In thinking about the problem of metadata, I was reminded of an old discussion — addressed already in Protocol but worth repeating — easily summed up by the expression “metadata = data.”
What I mean by this formulation is that no media-infrastructural mechanism exists to distinguish between data and metadata. First and foremost, one can’t distinguish them formally: there’s no information type α called “data” separate from another type β called “metadata” through which one might distinguish the one from the other.
Computer Scientists are, in this sense, monists. They never invented two categories of things, only the one category (the bit) which has to do double duty as everything under the sun. Such is the great strength of digital computation — as Alan Turing said, the universal machine can do the work of any other machine — but it’s also the great limitation of digitality. How does a machine know if anything is different from anything else, if it only has one thing?
The answer is: artifice. Scientists superimpose an artificial *structure* to data; structure means that one “kind” of data remains separate from another “kind” of data. Yet while structure and form are necessary conditions of digitality, they are not rigorous mathematical instruments, and thus can’t be deployed as a categorically different type.
So “metadata = data” is true formally. It’s also true practically: every bit of data may have some adjacent bit of “metadata”; yet in most cases that meta bit is simply the kernel of a larger data glob, which itself will likely have its own metadata. The nested structure of network packets are a good example: the “metadata” of ASCII text are HTML tags; but an HTML page itself is assigned new “metadata” in the form of an HTTP header; then that entire thing (ASCII-HTML-HTTP data all wrapped up) gets a TCP/IP header as metadata, which gets a frame header based on the physical network medium.

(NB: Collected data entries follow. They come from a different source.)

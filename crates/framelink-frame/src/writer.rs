use std::io::{ErrorKind, Write};
use std::time::Duration;

use bytes::BytesMut;
use framelink_transport::Timeouts;
use tracing::trace;

use crate::buffer::Buffer;
use crate::codec::{encode_frame, FrameConfig};
use crate::deadline::{is_timeout_kind, Deadline};
use crate::error::{FrameError, Result};

const INITIAL_BUFFER_CAPACITY: usize = 8 * 1024;

/// Writes complete frames to a stream.
///
/// Each frame is written in full under one deadline; the header and payload
/// go out as a single contiguous write sequence so concurrent writers on the
/// same connection must be serialized by the caller.
pub struct FrameWriter<T> {
    inner: T,
    buf: BytesMut,
    config: FrameConfig,
}

impl<T: Write + Timeouts> FrameWriter<T> {
    /// Create a new frame writer with default configuration.
    pub fn new(inner: T) -> Self {
        Self::with_config(inner, FrameConfig::default())
    }

    /// Create a new frame writer with explicit configuration.
    pub fn with_config(inner: T, config: FrameConfig) -> Self {
        Self {
            inner,
            buf: BytesMut::with_capacity(INITIAL_BUFFER_CAPACITY),
            config,
        }
    }

    /// Encode and write one frame carrying `payload` (blocking).
    pub fn write_frame(&mut self, payload: &[u8]) -> Result<()> {
        self.check_size(payload.len())?;

        self.buf.clear();
        encode_frame(payload, &mut self.buf)?;

        let mut buf = std::mem::take(&mut self.buf);
        let result = self.write_all_within_deadline(&buf);
        buf.clear();
        self.buf = buf;
        result
    }

    /// Write a buffer built with a reserved head, without copying the payload.
    ///
    /// The head is patched with the payload length in place. Buffers without
    /// a head are framed through [`FrameWriter::write_frame`] instead.
    pub fn write_buffer(&mut self, buffer: &mut Buffer) -> Result<()> {
        if !buffer.has_head() {
            return self.write_frame(buffer.as_bytes());
        }

        self.check_size(buffer.payload().len())?;
        let frame = buffer.seal()?;
        self.write_all_within_deadline(frame)
    }

    fn check_size(&self, size: usize) -> Result<()> {
        if size > self.config.max_frame_size {
            return Err(FrameError::FrameTooLarge {
                size,
                max: self.config.max_frame_size,
            });
        }
        Ok(())
    }

    fn write_all_within_deadline(&mut self, frame: &[u8]) -> Result<()> {
        let deadline = Deadline::start(self.config.write_timeout);

        let mut offset = 0usize;
        while offset < frame.len() {
            if let Some(left) = deadline.remaining()? {
                self.inner.set_write_timeout(Some(left))?;
            }

            match self.inner.write(&frame[offset..]) {
                Ok(0) => return Err(FrameError::ConnectionClosed),
                Ok(n) => offset += n,
                Err(err) if err.kind() == ErrorKind::Interrupted => continue,
                Err(err) if deadline.is_armed() && is_timeout_kind(err.kind()) => {
                    return Err(deadline.expired());
                }
                // Unarmed, WouldBlock means a non-blocking socket; retrying would spin.
                Err(err) => return Err(FrameError::Io(err)),
            }
        }

        self.flush()?;
        trace!(size = frame.len(), "frame written");
        Ok(())
    }

    /// Flush the underlying stream.
    pub fn flush(&mut self) -> Result<()> {
        loop {
            match self.inner.flush() {
                Ok(()) => return Ok(()),
                Err(err) if err.kind() == ErrorKind::Interrupted => continue,
                Err(err) => return Err(FrameError::Io(err)),
            }
        }
    }

    #[cfg(test)]
    pub(crate) fn get_ref(&self) -> &T {
        &self.inner
    }

    #[cfg(test)]
    pub(crate) fn into_inner(self) -> T {
        self.inner
    }

    /// Update maximum frame size for subsequent writes.
    pub fn set_max_frame_size(&mut self, max_frame_size: usize) {
        self.config.max_frame_size = max_frame_size;
    }

    /// Update the per-frame write deadline.
    pub fn set_write_timeout(&mut self, timeout: Option<Duration>) -> Result<()> {
        if timeout.is_none() {
            self.inner.set_write_timeout(None)?;
        }
        self.config.write_timeout = timeout;
        Ok(())
    }

    /// Current frame writer configuration.
    pub fn config(&self) -> &FrameConfig {
        &self.config
    }
}

#[cfg(test)]
mod tests {
    use std::io::Cursor;
    use std::os::unix::net::UnixStream;

    use super::*;
    use crate::codec::{decode_frame, DEFAULT_MAX_FRAME_SIZE};

    #[test]
    fn write_single_frame() {
        let mut writer = FrameWriter::new(Vec::new());
        writer.write_frame(b"hello").unwrap();

        let written = writer.into_inner();
        assert_eq!(&written[..4], &5u32.to_be_bytes());
        assert_eq!(&written[4..], b"hello");
    }

    #[test]
    fn write_multiple_frames() {
        let mut writer = FrameWriter::new(Vec::new());
        writer.write_frame(b"first").unwrap();
        writer.write_frame(b"").unwrap();
        writer.write_frame(b"third").unwrap();

        let mut wire = BytesMut::from(&writer.into_inner()[..]);
        for expected in [&b"first"[..], b"", b"third"] {
            let frame = decode_frame(&mut wire, DEFAULT_MAX_FRAME_SIZE)
                .unwrap()
                .unwrap();
            assert_eq!(frame.as_ref(), expected);
        }
        assert!(wire.is_empty());
    }

    #[test]
    fn oversized_payload_rejected_before_any_write() {
        let cfg = FrameConfig {
            max_frame_size: 4,
            ..FrameConfig::unbounded()
        };
        let mut writer = FrameWriter::with_config(Vec::new(), cfg);

        let result = writer.write_frame(b"too long");
        assert!(matches!(
            result,
            Err(FrameError::FrameTooLarge { size: 8, max: 4 })
        ));
        assert!(writer.get_ref().is_empty());
    }

    #[test]
    fn write_buffer_patches_head_in_place() {
        let mut writer = FrameWriter::new(Vec::new());
        let mut buffer = Buffer::new();
        buffer.reset_with_head().write_u8(0x01).write_u64(9);

        writer.write_buffer(&mut buffer).unwrap();

        let written = writer.into_inner();
        assert_eq!(&written[..4], &9u32.to_be_bytes());
        assert_eq!(written[4], 0x01);
        assert_eq!(&written[5..], &9u64.to_be_bytes());
    }

    #[test]
    fn write_buffer_without_head_is_framed() {
        let mut writer = FrameWriter::new(Vec::new());
        let mut buffer = Buffer::from(&b"raw"[..]);

        writer.write_buffer(&mut buffer).unwrap();
        assert_eq!(writer.into_inner(), b"\x00\x00\x00\x03raw");
    }

    #[test]
    fn write_buffer_respects_max_frame_size() {
        let cfg = FrameConfig {
            max_frame_size: 2,
            ..FrameConfig::unbounded()
        };
        let mut writer = FrameWriter::with_config(Vec::new(), cfg);
        let mut buffer = Buffer::new();
        buffer.reset_with_head().write_bytes(b"abc");

        assert!(matches!(
            writer.write_buffer(&mut buffer),
            Err(FrameError::FrameTooLarge { size: 3, max: 2 })
        ));
        assert!(writer.get_ref().is_empty());
    }

    #[test]
    fn flush_called_after_each_frame() {
        let mut writer = FrameWriter::new(FlushTrackingWriter::default());
        writer.write_frame(b"a").unwrap();
        writer.write_frame(b"b").unwrap();
        assert_eq!(writer.get_ref().flushes, 2);
    }

    #[test]
    fn handles_interrupted_write_and_flush() {
        let mut writer = FrameWriter::new(ScriptedWriter::new(ErrorKind::Interrupted));
        writer.write_frame(b"retry").unwrap();

        let inner = writer.into_inner();
        assert_eq!(&inner.written[4..], b"retry");
        assert!(inner.flushed);
    }

    #[test]
    fn would_block_without_deadline_is_io() {
        let cfg = FrameConfig::unbounded();
        let mut writer =
            FrameWriter::with_config(ScriptedWriter::new(ErrorKind::WouldBlock), cfg);
        let err = writer.write_frame(b"spin").unwrap_err();
        assert!(matches!(err, FrameError::Io(e) if e.kind() == ErrorKind::WouldBlock));
        assert!(writer.get_ref().written.is_empty());
    }

    #[test]
    fn would_block_flush_without_deadline_is_io() {
        let mut writer = FrameWriter::new(ScriptedWriter {
            failed_write: true,
            ..ScriptedWriter::new(ErrorKind::WouldBlock)
        });
        writer.set_write_timeout(None).unwrap();
        let err = writer.write_frame(b"body").unwrap_err();
        assert!(matches!(err, FrameError::Io(e) if e.kind() == ErrorKind::WouldBlock));
        assert!(!writer.get_ref().flushed);
    }

    #[test]
    fn would_block_under_deadline_is_timeout() {
        let mut writer = FrameWriter::new(ScriptedWriter::new(ErrorKind::WouldBlock));
        let err = writer.write_frame(b"late").unwrap_err();
        assert!(err.is_timeout());
    }

    #[test]
    fn connection_closed_when_write_returns_zero() {
        let mut writer = FrameWriter::new(ZeroWriter);
        assert!(matches!(
            writer.write_frame(b"x"),
            Err(FrameError::ConnectionClosed)
        ));
    }

    #[test]
    fn broken_pipe_surfaces_as_io() {
        let (left, right) = UnixStream::pair().unwrap();
        drop(right);
        let mut writer = FrameWriter::new(left);

        // The first write may land in the socket buffer; keep going until
        // the kernel reports the closed peer.
        let err = (0..64)
            .find_map(|_| writer.write_frame(&[0u8; 1024]).err())
            .expect("peer is gone");
        assert!(matches!(err, FrameError::Io(_)));
    }

    #[test]
    fn write_deadline_fires_when_peer_stops_reading() {
        let (left, _right) = UnixStream::pair().unwrap();
        let cfg = FrameConfig {
            write_timeout: Some(Duration::from_millis(50)),
            ..FrameConfig::default()
        };
        let mut writer = FrameWriter::with_config(left, cfg);

        let payload = vec![0u8; 1024 * 1024];
        let err = (0..64)
            .find_map(|_| writer.write_frame(&payload).err())
            .expect("socket buffer fills up");
        assert!(matches!(err, FrameError::Timeout(d) if d == Duration::from_millis(50)));
    }

    #[test]
    fn accessors_and_setters() {
        let mut writer = FrameWriter::new(Cursor::new(Vec::new()));
        writer.set_max_frame_size(128);
        writer.set_write_timeout(None).unwrap();
        assert_eq!(writer.config().max_frame_size, 128);
        assert!(writer.config().write_timeout.is_none());
        assert!(writer.into_inner().into_inner().is_empty());
    }

    #[derive(Default)]
    struct FlushTrackingWriter {
        flushes: usize,
    }

    impl Write for FlushTrackingWriter {
        fn write(&mut self, buf: &[u8]) -> std::io::Result<usize> {
            Ok(buf.len())
        }

        fn flush(&mut self) -> std::io::Result<()> {
            self.flushes += 1;
            Ok(())
        }
    }

    impl Timeouts for FlushTrackingWriter {
        fn set_read_timeout(&self, _timeout: Option<Duration>) -> std::io::Result<()> {
            Ok(())
        }

        fn set_write_timeout(&self, _timeout: Option<Duration>) -> std::io::Result<()> {
            Ok(())
        }
    }

    /// Fails the first write and the first flush with `kind`.
    struct ScriptedWriter {
        kind: ErrorKind,
        failed_write: bool,
        failed_flush: bool,
        written: Vec<u8>,
        flushed: bool,
    }

    impl ScriptedWriter {
        fn new(kind: ErrorKind) -> Self {
            Self {
                kind,
                failed_write: false,
                failed_flush: false,
                written: Vec::new(),
                flushed: false,
            }
        }
    }

    impl Write for ScriptedWriter {
        fn write(&mut self, buf: &[u8]) -> std::io::Result<usize> {
            if !self.failed_write {
                self.failed_write = true;
                return Err(std::io::Error::from(self.kind));
            }
            self.written.extend_from_slice(buf);
            Ok(buf.len())
        }

        fn flush(&mut self) -> std::io::Result<()> {
            if !self.failed_flush {
                self.failed_flush = true;
                return Err(std::io::Error::from(self.kind));
            }
            self.flushed = true;
            Ok(())
        }
    }

    impl Timeouts for ScriptedWriter {
        fn set_read_timeout(&self, _timeout: Option<Duration>) -> std::io::Result<()> {
            Ok(())
        }

        fn set_write_timeout(&self, _timeout: Option<Duration>) -> std::io::Result<()> {
            Ok(())
        }
    }

    struct ZeroWriter;

    impl Write for ZeroWriter {
        fn write(&mut self, _buf: &[u8]) -> std::io::Result<usize> {
            Ok(0)
        }

        fn flush(&mut self) -> std::io::Result<()> {
            Ok(())
        }
    }

    impl Timeouts for ZeroWriter {
        fn set_read_timeout(&self, _timeout: Option<Duration>) -> std::io::Result<()> {
            Ok(())
        }

        fn set_write_timeout(&self, _timeout: Option<Duration>) -> std::io::Result<()> {
            Ok(())
        }
    }
}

So, in a sense it’s metadata all the way down, or, if you prefer, all the way up as well. Or not “all the way” since things peter out at the level of electrons (down there) and semiotic signs (up here). But, regardless, the designation “metadata” is a relative designation rather than an absolute one — a little like the drawing of a rabbit, which, if you see it differently, might also be a duck. Anything called “metadata” will most certainly be mere “data” if you move your perspective a little bit. And likewise anything called “data” will most certainly do double duty as some kind of “meta” wrapper for something else further down the chain.
What does this mean for states and companies? Clearly claims like “we don’t listen to the calls we only look at the metadata” ring hollow. (First, we already know it’s a false claim; they listen to the calls as well. Not to mention that there is a tremendous amount of information embedded within so-called metadata, so much, in many cases, that the data “contents” can be interpolated to a high degree of probabilistic certainty.) The question is how and why this claim rings hollow. The answer is that, following the nesting architecture above, it’s always ambiguous where the data stops and the metadata begins. Likewise we know that any kind of “data” can simply be spun as “metadata” if you move your frame a little bit. The data-metadata distinction quickly becomes ideologically vague, and therefore a strategic vulnerability that may be exploited by state and commercial actors.
But these are all implementation problems best left to the engineers… In a future post I’ll try to move on to other problems, problems having to do with the question of framing, the so-called critical stance, and the question of meaning. Is metadata a problem for thinking?